● **PROVIDED INFORMATION**:
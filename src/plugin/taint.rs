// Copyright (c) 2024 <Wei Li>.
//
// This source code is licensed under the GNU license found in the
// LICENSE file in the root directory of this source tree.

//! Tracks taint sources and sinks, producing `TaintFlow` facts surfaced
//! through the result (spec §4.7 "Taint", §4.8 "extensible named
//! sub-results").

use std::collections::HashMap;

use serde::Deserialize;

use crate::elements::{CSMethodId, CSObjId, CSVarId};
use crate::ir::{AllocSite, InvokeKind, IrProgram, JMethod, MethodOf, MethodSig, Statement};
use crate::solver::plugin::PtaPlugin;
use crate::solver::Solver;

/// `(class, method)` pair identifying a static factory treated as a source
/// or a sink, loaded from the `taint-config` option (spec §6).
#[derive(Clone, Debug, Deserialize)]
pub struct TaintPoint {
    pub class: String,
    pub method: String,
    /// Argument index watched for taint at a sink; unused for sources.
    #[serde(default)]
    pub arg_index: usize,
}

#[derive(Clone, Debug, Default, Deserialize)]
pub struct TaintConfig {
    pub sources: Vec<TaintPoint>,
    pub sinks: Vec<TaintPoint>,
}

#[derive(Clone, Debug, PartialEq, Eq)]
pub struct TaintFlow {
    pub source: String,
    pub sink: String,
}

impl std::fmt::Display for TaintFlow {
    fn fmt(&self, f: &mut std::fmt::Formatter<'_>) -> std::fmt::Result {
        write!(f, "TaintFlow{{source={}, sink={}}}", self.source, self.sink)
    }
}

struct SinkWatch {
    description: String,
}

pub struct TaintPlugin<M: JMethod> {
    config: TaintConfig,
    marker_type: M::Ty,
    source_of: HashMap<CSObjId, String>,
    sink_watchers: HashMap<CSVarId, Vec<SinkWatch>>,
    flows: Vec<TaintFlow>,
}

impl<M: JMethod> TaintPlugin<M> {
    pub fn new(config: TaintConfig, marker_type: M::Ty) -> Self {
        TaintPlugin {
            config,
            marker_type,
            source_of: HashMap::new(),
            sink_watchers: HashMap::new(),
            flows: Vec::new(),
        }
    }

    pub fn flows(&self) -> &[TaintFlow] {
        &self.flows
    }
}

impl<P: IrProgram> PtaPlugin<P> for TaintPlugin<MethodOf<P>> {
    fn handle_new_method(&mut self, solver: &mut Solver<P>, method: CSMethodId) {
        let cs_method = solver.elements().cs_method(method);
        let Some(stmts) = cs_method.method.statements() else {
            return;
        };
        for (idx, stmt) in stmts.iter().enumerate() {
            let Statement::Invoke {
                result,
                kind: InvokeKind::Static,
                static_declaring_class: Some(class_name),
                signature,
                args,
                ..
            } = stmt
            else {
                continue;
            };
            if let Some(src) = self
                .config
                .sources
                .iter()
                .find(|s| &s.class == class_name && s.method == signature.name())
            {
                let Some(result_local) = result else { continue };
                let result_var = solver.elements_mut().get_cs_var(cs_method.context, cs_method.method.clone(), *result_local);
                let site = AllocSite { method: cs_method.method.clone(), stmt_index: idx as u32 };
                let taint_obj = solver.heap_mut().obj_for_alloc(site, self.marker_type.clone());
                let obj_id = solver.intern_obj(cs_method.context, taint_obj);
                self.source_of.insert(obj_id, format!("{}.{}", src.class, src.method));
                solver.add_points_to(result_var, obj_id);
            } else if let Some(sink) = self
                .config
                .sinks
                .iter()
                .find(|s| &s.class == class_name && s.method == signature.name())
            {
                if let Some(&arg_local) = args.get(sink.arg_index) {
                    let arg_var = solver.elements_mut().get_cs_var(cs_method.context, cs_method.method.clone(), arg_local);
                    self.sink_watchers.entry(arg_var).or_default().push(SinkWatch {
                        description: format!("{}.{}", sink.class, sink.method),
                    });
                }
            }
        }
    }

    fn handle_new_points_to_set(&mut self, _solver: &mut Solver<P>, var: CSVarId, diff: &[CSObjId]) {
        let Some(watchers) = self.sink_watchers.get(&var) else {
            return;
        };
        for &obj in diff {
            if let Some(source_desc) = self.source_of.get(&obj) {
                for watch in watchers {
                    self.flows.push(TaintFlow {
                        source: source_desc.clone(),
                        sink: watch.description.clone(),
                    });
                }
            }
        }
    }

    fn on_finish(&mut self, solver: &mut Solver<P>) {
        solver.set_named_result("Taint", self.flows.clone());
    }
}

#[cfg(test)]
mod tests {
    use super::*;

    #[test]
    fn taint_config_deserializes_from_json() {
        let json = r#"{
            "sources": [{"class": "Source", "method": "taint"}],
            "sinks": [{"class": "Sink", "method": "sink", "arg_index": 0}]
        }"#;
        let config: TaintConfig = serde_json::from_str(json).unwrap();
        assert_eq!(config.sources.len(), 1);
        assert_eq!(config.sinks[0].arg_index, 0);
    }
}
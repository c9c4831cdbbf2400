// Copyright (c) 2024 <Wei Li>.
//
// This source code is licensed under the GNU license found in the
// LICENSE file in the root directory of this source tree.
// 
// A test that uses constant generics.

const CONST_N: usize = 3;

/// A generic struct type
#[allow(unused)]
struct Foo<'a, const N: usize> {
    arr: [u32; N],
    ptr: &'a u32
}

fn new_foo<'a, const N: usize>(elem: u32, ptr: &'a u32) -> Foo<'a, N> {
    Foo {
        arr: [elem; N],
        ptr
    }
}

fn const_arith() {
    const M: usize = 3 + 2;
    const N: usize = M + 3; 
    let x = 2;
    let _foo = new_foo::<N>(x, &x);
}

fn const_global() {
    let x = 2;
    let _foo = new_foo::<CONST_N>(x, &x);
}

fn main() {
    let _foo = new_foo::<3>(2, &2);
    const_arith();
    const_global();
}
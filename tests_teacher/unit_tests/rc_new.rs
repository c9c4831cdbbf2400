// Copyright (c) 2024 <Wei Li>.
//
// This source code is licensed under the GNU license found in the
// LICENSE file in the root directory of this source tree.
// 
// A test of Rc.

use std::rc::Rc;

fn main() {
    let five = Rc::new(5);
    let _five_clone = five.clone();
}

--

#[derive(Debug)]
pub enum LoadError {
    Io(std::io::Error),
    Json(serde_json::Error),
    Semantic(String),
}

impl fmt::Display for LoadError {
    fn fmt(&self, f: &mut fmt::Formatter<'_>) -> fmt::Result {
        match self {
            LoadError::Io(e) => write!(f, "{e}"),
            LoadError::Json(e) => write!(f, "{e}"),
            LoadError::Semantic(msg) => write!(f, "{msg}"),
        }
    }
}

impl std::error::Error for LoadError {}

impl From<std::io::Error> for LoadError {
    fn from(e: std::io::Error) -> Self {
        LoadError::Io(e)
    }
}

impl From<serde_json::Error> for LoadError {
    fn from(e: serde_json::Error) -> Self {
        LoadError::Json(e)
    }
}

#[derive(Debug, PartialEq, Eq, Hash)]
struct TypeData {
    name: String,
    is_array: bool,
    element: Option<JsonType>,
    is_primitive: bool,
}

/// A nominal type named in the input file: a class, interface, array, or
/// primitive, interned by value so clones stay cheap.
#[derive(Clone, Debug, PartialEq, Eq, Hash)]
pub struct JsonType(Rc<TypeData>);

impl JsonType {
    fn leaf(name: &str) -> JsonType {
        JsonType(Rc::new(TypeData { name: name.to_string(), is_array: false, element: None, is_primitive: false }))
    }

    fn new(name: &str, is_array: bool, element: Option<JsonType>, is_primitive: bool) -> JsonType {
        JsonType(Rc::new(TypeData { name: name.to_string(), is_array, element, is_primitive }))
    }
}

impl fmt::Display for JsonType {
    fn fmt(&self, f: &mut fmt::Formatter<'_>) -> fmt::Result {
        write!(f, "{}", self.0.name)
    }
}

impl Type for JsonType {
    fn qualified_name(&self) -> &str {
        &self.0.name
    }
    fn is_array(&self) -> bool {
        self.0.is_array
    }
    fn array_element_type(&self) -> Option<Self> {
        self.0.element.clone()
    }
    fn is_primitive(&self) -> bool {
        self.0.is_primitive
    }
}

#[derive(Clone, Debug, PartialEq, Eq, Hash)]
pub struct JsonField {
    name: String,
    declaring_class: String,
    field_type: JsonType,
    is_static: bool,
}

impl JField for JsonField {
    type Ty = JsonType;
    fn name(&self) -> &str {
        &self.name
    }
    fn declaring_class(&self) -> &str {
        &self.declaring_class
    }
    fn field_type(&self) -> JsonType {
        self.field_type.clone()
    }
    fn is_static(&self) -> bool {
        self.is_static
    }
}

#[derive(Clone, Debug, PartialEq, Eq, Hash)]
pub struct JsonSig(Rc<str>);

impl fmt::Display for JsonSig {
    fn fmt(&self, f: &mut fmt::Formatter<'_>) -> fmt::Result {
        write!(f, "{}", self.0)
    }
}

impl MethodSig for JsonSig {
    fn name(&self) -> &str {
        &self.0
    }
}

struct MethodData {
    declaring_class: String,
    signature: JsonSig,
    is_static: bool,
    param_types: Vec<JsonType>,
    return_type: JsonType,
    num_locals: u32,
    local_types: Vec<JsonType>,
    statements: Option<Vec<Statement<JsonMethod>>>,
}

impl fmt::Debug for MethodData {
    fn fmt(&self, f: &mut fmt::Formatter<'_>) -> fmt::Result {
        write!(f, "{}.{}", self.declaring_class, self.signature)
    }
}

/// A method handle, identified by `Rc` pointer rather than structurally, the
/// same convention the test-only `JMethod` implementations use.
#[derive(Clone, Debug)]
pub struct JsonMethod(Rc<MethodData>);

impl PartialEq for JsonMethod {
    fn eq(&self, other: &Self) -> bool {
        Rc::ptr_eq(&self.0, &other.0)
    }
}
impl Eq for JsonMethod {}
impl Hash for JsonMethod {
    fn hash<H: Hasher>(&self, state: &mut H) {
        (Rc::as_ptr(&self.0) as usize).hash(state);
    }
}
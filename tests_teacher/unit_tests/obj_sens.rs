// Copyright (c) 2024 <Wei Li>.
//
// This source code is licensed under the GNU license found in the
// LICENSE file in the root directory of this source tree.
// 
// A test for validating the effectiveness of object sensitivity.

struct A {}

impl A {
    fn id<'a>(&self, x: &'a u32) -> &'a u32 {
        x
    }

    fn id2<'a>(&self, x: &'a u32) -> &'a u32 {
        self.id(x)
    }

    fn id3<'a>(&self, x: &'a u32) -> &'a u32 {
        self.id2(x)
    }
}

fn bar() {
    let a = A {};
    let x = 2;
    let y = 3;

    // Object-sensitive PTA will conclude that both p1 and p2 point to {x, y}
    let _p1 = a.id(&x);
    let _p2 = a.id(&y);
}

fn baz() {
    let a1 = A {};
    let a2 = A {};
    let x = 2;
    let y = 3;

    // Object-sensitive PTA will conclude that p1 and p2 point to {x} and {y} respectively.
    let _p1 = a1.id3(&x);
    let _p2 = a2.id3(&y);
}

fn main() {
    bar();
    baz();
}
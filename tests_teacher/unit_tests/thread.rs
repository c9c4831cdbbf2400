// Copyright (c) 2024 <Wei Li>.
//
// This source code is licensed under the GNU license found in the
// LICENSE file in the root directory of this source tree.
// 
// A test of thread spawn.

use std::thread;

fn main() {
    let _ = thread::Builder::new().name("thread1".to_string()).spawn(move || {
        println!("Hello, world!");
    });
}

--

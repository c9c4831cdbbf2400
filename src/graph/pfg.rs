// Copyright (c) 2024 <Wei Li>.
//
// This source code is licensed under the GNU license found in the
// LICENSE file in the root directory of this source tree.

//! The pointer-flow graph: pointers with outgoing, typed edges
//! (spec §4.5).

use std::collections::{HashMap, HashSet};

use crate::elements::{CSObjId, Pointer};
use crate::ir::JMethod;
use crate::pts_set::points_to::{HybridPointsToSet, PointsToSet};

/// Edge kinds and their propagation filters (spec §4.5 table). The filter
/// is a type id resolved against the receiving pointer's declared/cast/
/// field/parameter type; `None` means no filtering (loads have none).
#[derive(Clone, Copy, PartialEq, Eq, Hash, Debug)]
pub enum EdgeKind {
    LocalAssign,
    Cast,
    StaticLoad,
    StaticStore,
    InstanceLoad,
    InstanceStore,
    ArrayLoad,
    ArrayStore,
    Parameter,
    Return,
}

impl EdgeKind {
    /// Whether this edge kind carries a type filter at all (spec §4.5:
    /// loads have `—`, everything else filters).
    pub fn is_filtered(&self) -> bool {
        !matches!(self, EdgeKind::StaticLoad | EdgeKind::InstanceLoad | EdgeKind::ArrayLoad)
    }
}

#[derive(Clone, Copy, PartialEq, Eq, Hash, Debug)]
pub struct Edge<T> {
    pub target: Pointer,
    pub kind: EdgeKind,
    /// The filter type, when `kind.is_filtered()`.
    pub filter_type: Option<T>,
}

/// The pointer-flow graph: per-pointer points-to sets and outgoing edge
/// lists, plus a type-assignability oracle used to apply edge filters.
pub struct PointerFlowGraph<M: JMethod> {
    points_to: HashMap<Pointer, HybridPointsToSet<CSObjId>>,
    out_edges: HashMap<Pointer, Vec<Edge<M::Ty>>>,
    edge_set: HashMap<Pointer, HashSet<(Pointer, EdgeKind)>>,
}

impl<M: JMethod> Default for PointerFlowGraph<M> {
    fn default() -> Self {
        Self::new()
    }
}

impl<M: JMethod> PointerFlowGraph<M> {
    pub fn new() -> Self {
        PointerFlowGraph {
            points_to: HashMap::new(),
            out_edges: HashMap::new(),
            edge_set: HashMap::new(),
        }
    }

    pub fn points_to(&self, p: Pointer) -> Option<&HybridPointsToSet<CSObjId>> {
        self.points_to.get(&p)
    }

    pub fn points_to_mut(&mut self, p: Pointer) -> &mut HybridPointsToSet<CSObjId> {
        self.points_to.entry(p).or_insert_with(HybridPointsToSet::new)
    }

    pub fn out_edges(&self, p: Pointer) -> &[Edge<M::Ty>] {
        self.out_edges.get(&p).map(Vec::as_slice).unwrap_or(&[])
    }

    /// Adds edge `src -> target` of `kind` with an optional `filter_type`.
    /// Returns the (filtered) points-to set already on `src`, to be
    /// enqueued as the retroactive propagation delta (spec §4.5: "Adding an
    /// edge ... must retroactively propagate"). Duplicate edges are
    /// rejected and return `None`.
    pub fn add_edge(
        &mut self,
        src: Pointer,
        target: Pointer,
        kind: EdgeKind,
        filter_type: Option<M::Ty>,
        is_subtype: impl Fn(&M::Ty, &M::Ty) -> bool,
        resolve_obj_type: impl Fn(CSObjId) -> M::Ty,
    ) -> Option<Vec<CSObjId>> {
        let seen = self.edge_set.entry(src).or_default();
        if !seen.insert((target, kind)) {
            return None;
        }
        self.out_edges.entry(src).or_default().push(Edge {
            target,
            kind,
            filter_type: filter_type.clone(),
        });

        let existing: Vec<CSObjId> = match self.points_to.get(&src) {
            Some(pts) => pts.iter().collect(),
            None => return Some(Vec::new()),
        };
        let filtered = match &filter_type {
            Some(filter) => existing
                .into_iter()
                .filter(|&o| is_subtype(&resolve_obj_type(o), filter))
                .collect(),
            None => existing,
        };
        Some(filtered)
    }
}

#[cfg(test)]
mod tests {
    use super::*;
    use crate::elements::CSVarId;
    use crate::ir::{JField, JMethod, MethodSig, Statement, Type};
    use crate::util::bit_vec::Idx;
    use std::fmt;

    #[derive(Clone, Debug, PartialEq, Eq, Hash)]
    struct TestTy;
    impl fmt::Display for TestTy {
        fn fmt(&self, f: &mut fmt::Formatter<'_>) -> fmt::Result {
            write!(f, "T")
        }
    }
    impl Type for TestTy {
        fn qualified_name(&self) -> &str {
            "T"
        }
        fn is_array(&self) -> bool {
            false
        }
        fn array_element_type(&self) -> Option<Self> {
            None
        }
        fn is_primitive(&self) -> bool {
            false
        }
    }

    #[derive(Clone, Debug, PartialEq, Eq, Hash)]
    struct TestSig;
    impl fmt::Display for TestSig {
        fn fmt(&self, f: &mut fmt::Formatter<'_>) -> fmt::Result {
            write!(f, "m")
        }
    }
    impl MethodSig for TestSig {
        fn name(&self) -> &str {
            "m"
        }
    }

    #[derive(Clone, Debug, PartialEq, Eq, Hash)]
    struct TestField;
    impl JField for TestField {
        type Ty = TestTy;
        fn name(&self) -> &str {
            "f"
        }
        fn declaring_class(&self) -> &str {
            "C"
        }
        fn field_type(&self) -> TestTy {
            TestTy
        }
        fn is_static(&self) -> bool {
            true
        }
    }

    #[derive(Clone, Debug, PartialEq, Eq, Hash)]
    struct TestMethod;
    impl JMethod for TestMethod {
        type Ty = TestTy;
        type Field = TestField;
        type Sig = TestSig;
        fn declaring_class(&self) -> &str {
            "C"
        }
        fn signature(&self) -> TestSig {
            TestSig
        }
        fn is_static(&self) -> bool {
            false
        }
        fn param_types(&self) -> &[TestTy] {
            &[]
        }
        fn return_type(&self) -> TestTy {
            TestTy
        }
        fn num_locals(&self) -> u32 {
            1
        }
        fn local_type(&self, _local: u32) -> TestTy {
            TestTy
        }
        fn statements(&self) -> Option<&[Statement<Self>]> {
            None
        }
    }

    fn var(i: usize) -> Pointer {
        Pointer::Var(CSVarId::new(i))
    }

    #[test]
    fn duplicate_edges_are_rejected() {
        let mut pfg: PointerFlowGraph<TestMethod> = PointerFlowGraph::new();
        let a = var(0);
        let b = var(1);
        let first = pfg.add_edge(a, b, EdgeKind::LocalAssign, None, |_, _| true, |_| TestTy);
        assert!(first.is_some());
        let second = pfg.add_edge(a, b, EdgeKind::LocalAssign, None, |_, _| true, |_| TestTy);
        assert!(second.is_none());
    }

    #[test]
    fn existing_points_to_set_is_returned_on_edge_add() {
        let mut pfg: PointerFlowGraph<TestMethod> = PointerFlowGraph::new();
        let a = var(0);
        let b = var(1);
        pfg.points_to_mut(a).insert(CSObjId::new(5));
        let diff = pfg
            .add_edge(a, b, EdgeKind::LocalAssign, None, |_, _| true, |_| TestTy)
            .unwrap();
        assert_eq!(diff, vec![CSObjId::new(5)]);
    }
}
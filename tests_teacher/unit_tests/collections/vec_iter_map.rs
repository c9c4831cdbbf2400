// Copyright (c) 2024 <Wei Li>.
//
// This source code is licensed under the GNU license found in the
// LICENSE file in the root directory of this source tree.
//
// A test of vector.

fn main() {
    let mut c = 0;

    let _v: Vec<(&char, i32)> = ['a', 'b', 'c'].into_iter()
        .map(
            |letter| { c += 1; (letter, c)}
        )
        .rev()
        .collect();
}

● **TASK DIRECTIONS**: From the entries above, collect every line with the string "LocalAssign" in it.

● **OUTPUT OF THE TASK**:
    LocalAssign,
        let first = pfg.add_edge(a, b, EdgeKind::LocalAssign, None, |_, _| true, |_| TestTy);
        let second = pfg.add_edge(a, b, EdgeKind::LocalAssign, None, |_, _| true, |_| TestTy);
            .add_edge(a, b, EdgeKind::LocalAssign, None, |_, _| true, |_| TestTy)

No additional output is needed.